15 May 2007

Difficulties, Lecture I

The following are in my view the chief difficulties in Broadie's first Whitehead lecture. (One of these I have already stated in a post.) I don't regard these as decisive objections.

1. The answer to the question, Why did Plato postulate a maker god in addition to a pantheistic cosmic god?, is presumably that a pantheistic, cosmic god is corporeal; thus (for Plato) it 'comes into being' and has an unstable existence on its own; thus its continuing existence must be attributed to a cause which does not similarly 'come into being'. Plato gives this argument explicitly at Tim. 28b-c. Thus there is no need to say that he postulates a Maker god to account for human action.

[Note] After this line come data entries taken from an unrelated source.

//! Indentation-aware text accumulator.
use crate::comment::Comment;

const INDENT: &str = "  ";

#[derive(Debug, Clone, Default)]
pub struct RenderBuffer {
    lines: Vec<String>,
    indent: usize,
}

impl RenderBuffer {
    pub fn new() -> Self { Self::default() }

    /// Write `text` and open a block.
    pub fn start(&mut self, text: &str) {
        self.line(text);
        self.indent += 1;
    }

    /// Write `text` at the current indent. Embedded newlines keep their
    /// relative indentation; empty lines stay empty.
    pub fn line(&mut self, text: &str) {
        for part in text.split('\n') {
            if part.is_empty() {
                self.lines.push(String::new());
            } else {
                self.lines.push(format!("{}{}", INDENT.repeat(self.indent), part));
            }
        }
    }

    pub fn blank(&mut self) {
        self.lines.push(String::new());
    }

    /// Re-emit a child buffer's lines at the current indent.
    pub fn append(&mut self, child: &RenderBuffer) {
        for line in &child.lines {
            self.line(line);
        }
    }

    /// Close a block and write `text`.
    pub fn end(&mut self, text: &str) {
        self.indent = self.indent.saturating_sub(1);
        self.line(text);
    }

    pub fn comment(&mut self, comment: &Comment) {
        for line in comment.lines() {
            self.line(&line);
        }
    }

    pub fn is_empty(&self) -> bool { self.lines.is_empty() }

    pub fn into_string(self) -> String { self.lines.join("\n") }
}
//! Default documentation rewriter: turns `$(ref:...)` mentions into
//! namespace-qualified `{@link ...}` tags.
//!
//! The symbol index is built on the first rewrite and read-only afterwards.
use std::collections::{BTreeMap, BTreeSet};

use once_cell::sync::Lazy;
use once_cell::unsync::OnceCell;
use regex::{Captures, Regex};

use crate::overrides::CommentRewriter;
use crate::schema::ApiDocument;

static REF_RE: Lazy<Regex> = Lazy::new(|| Regex::new(r"\$\(ref:([A-Za-z0-9_$.]+)\)").unwrap());
static TOPIC_RE: Lazy<Regex> = Lazy::new(|| Regex::new(r"\$\(topic:[^)]*\)\[([^\]]*)\]").unwrap());
static CODE_RE: Lazy<Regex> = Lazy::new(|| Regex::new(r"<code>(.*?)</code>").unwrap());

/// namespace → names of its types, properties and functions
#[derive(Debug, Default)]
struct SymbolIndex {
    namespaces: BTreeMap<String, BTreeSet<String>>,
}

impl SymbolIndex {
    fn build(doc: &ApiDocument) -> Self {
        let mut namespaces = BTreeMap::new();
        for ns in doc.api.values() {
            let mut symbols: BTreeSet<String> = BTreeSet::new();
            symbols.extend(ns.types.keys().cloned());
            symbols.extend(ns.functions.keys().cloned());
            if let Some(properties) = &ns.node.properties {
                symbols.extend(properties.keys().cloned());
            }
            namespaces.insert(ns.namespace.clone(), symbols);
        }
        Self { namespaces }
    }

    fn is_qualified(&self, target: &str) -> bool {
        self.namespaces
            .keys()
            .any(|ns| target.strip_prefix(ns.as_str()).is_some_and(|rest| rest.starts_with('.')))
    }

    fn link(&self, current: &str, target: &str) -> String {
        if self.is_qualified(target) || self.namespaces.contains_key(target) {
            return format!("{{@link {target}}}");
        }
        let head = target.split('.').next().unwrap_or(target);
        if self.namespaces.get(current).is_some_and(|symbols| symbols.contains(head)) {
            return format!("{{@link {current}.{target}}}");
        }
        format!("`{target}`")
    }
}

#[derive(Debug)]
pub struct RefRewriter<'a> {
    doc: &'a ApiDocument,
    index: OnceCell<SymbolIndex>,
}

impl<'a> RefRewriter<'a> {
    pub fn new(doc: &'a ApiDocument) -> Self {
        Self { doc, index: OnceCell::new() }
    }
}

impl CommentRewriter for RefRewriter<'_> {
    fn rewrite(&self, namespace: &str, text: &str) -> String {
        let index = self.index.get_or_init(|| SymbolIndex::build(self.doc));
        let text = TOPIC_RE.replace_all(text, "$1");
        let text = CODE_RE.replace_all(&text, "`$1`");
        REF_RE
            .replace_all(&text, |caps: &Captures<'_>| index.link(namespace, &caps[1]))
            .into_owned()
    }
}
//! TypeScript declaration generator for the Chrome extension APIs.
//!
//! Input is the processed API description (`{"api": {...}}`); output is one
//! `.d.ts` text with every visible namespace nested under
//! `declare namespace chrome`.
pub mod buffer;
pub mod comment;
pub mod config;
pub mod error;
pub mod ident;
pub mod overrides;
pub mod path_de;
pub mod path_id;
pub mod render;
pub mod rewrite;
pub mod schema;
pub mod traverse;
pub mod tsd;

2. Broadie says that if human beings were not made by the Maker god, but were temporary portions or manifestations of the cosmic god, then their being 'first causes' of their actions could not easily be accounted for. But why should the fact that we are made (produced, manufactured) serve to account for our autonomy as causes? Products seem to have nothing in them except what is put in them by their maker. (It's implausible to hold that Plato is relying here on his limited acquaintance with automata.) Doesn't generation lead to autonomous offspring more than production? But then if human autonomy were his concern, wouldn't he have favored an image involving generation?

3. Again, Broadie claims that, for Plato, if human beings were portions of the cosmic god, then there would be no guarantee that we could have access to the Forms we need as paradigms of human government. But: presumably the cosmic god would have in its intellect suitable enough Forms or ideas of goodness and order at least, as well as mathematical forms (since the cosmos is so beautiful, according to Plato); and Plato nowhere suggests that harmony with the cosmos would be inadequate as a standard for human virtue and sociability (quite the contrary--cf. the Gorgias); and in the Republic, at least, the order that Plato thinks human society should take is presented as something natural (the three natural classes in a natural order); and what would be the reason to think that any Forms above the intellect of the cosmos would be those especially relevant for human society?

4. It would seem that Broadie needs to explain, not merely why Plato would be dissatisfied with a cosmic god alone, but also why, if he were especially concerned with vindicating human beings as 'first causes' of their actions, he did not adopt another hypothesis which was available to him--I have in mind the view that the souls of human beings are immortal and divine, insofar as they consist of self-moving substance (a view that he seems to flirt with in the Meno, Phaedrus, and Laws).